> **Your goal**
The answer must be every line from the entries below that contains "GenerateResponse".

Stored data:

//! Generator request and response types

use crate::config::GenerateConfig;
use serde::{Deserialize, Deserializer, Serialize, Serializer};
use std::path::PathBuf;
use std::time::Duration;

/// One generation call
#[derive(Debug, Clone, Default, PartialEq, Eq, Serialize, Deserialize)]
#[serde(rename_all = "camelCase")]
pub struct GenerateRequest {
    /// Macro template
    pub tmpl: String,

    /// Sample data
    pub data: String,

    #[serde(default)]
    pub config: GenerateConfig,
}

impl GenerateRequest {
    pub fn new(tmpl: impl Into<String>, data: impl Into<String>, config: GenerateConfig) -> Self {
        Self {
            tmpl: tmpl.into(),
            data: data.into(),
            config,
        }
    }
}

/// A generation call whose inputs live on disk
#[derive(Debug, Clone, Default, PartialEq, Eq)]
pub struct GenerateFileRequest {
    pub tmpl_file: PathBuf,
    pub data_file: PathBuf,
    /// Optional config file; `config` is used when absent
    pub config_file: Option<PathBuf>,
    pub config: GenerateConfig,
}

/// One output file
#[derive(Debug, Clone, PartialEq, Eq, Serialize, Deserialize)]
#[serde(rename_all = "camelCase")]
pub struct RenderedFile {
    pub file_name: String,
    pub content: String,
}

/// Result of a generation call
#[derive(Debug, Clone, PartialEq, Eq, Serialize, Deserialize)]
#[serde(rename_all = "camelCase")]
pub struct GenerateResponse {
    pub rendered_files: Vec<RenderedFile>,

    /// Wall-clock time of the call, serialized as nanoseconds
    #[serde(
        serialize_with = "serialize_nanos",
        deserialize_with = "deserialize_nanos"
    )]
    pub render_time: Duration,
}

impl GenerateResponse {
    /// Look up an output file by name
    pub fn file(&self, file_name: &str) -> Option<&RenderedFile> {
        self.rendered_files.iter().find(|f| f.file_name == file_name)
    }
}

fn serialize_nanos<S: Serializer>(duration: &Duration, serializer: S) -> Result<S::Ok, S::Error> {
    serializer.serialize_u64(duration.as_nanos() as u64)
}

fn deserialize_nanos<'de, D: Deserializer<'de>>(deserializer: D) -> Result<Duration, D::Error> {
    u64::deserialize(deserializer).map(Duration::from_nanos)
}
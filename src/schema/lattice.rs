//! Type lattice
//!
//! Maps a JSON value to its [`TypeTag`]. Scalars map directly; arrays are
//! classified by counting what their elements look like and picking the
//! dominant element type.

use crate::types::TypeTag;
use serde_json::{Number, Value};

/// Classify a single value
pub fn type_of(value: &Value) -> TypeTag {
    match value {
        Value::Null => TypeTag::Null,
        Value::Bool(_) => TypeTag::Bool,
        Value::Number(n) if is_integral(n) => TypeTag::Int,
        Value::Number(_) => TypeTag::Float,
        Value::String(_) => TypeTag::String,
        Value::Object(_) => TypeTag::Object,
        Value::Array(elements) => type_of_array(elements),
    }
}

/// Classify an array by the dominant type of its elements
///
/// Strings that parse as numbers or booleans vote as such. Any `null`,
/// untyped nested array, or string seen after a non-string vote makes the
/// array mixed (`Array`). Ties go to Object, then Bool, Float, Int, String.
pub fn type_of_array(elements: &[Value]) -> TypeTag {
    type_of_elements(elements)
}

/// Classify a sequence of array elements, possibly drawn from several arrays
pub fn type_of_elements<'a>(elements: impl IntoIterator<Item = &'a Value>) -> TypeTag {
    let mut tally = Tally::default();
    for element in elements {
        tally.observe(element);
    }
    tally.resolve()
}

/// Whole numbers (including `1.0`) are integers
pub(crate) fn is_integral(n: &Number) -> bool {
    n.is_i64() || n.is_u64() || n.as_f64().is_some_and(|f| f.is_finite() && f.fract() == 0.0)
}

#[derive(Debug, Default)]
struct Tally {
    bools: usize,
    floats: usize,
    ints: usize,
    strings: usize,
    objects: usize,
    mixed: usize,
}

/// What a string element looks like once parsed
enum Lexeme {
    Int,
    Float,
    Bool,
    Text,
}

impl Tally {
    fn observe(&mut self, value: &Value) {
        match value {
            Value::Null => self.mixed += 1,
            Value::Bool(_) => self.push_bool(),
            Value::Number(n) if is_integral(n) => self.push_int(),
            Value::Number(_) => self.push_float(),
            Value::String(s) => match lex(s) {
                Lexeme::Int => self.push_int(),
                Lexeme::Float => self.push_float(),
                Lexeme::Bool => self.push_bool(),
                Lexeme::Text => self.push_text(),
            },
            Value::Object(_) => self.objects += 1,
            Value::Array(inner) => match type_of_array(inner) {
                TypeTag::ArrayObject => self.objects += 1,
                TypeTag::ArrayBool => self.push_bool(),
                TypeTag::ArrayInt => self.push_int(),
                TypeTag::ArrayFloat => self.push_float(),
                TypeTag::ArrayString => self.push_text(),
                _ => self.mixed += 1,
            },
        }
    }

    // A bool absorbs every numeric vote seen so far.
    fn push_bool(&mut self) {
        self.ints = 0;
        self.floats = 0;
        self.bools += 1;
    }

    fn push_float(&mut self) {
        self.ints = 0;
        self.floats += 1;
    }

    fn push_int(&mut self) {
        if self.bools > 0 {
            self.bools += 1;
        } else if self.floats > 0 {
            self.floats += 1;
        } else {
            self.ints += 1;
        }
    }

    fn push_text(&mut self) {
        if self.ints > 0 || self.floats > 0 || self.bools > 0 || self.objects > 0 {
            self.mixed += 1;
        } else {
            self.strings += 1;
        }
    }

    fn resolve(&self) -> TypeTag {
        if self.mixed > 0 {
            return TypeTag::Array;
        }

        let ranked = [
            (self.objects, TypeTag::ArrayObject),
            (self.bools, TypeTag::ArrayBool),
            (self.floats, TypeTag::ArrayFloat),
            (self.ints, TypeTag::ArrayInt),
            (self.strings, TypeTag::ArrayString),
        ];

        let mut best: Option<(usize, TypeTag)> = None;
        for (count, tag) in ranked {
            if count > 0 && best.map_or(true, |(top, _)| count > top) {
                best = Some((count, tag));
            }
        }
        best.map_or(TypeTag::Array, |(_, tag)| tag)
    }
}

fn lex(s: &str) -> Lexeme {
    if let Ok(f) = s.parse::<f64>() {
        return if f.is_finite() && f.fract() == 0.0 && !s.contains(['.', 'e', 'E']) {
            Lexeme::Int
        } else {
            Lexeme::Float
        };
    }
    match s {
        "1" | "t" | "T" | "TRUE" | "true" | "True" | "0" | "f" | "F" | "FALSE" | "false"
        | "False" => Lexeme::Bool,
        _ => Lexeme::Text,
    }
}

> **Answer to this task**
pub struct GenerateResponse {
impl GenerateResponse {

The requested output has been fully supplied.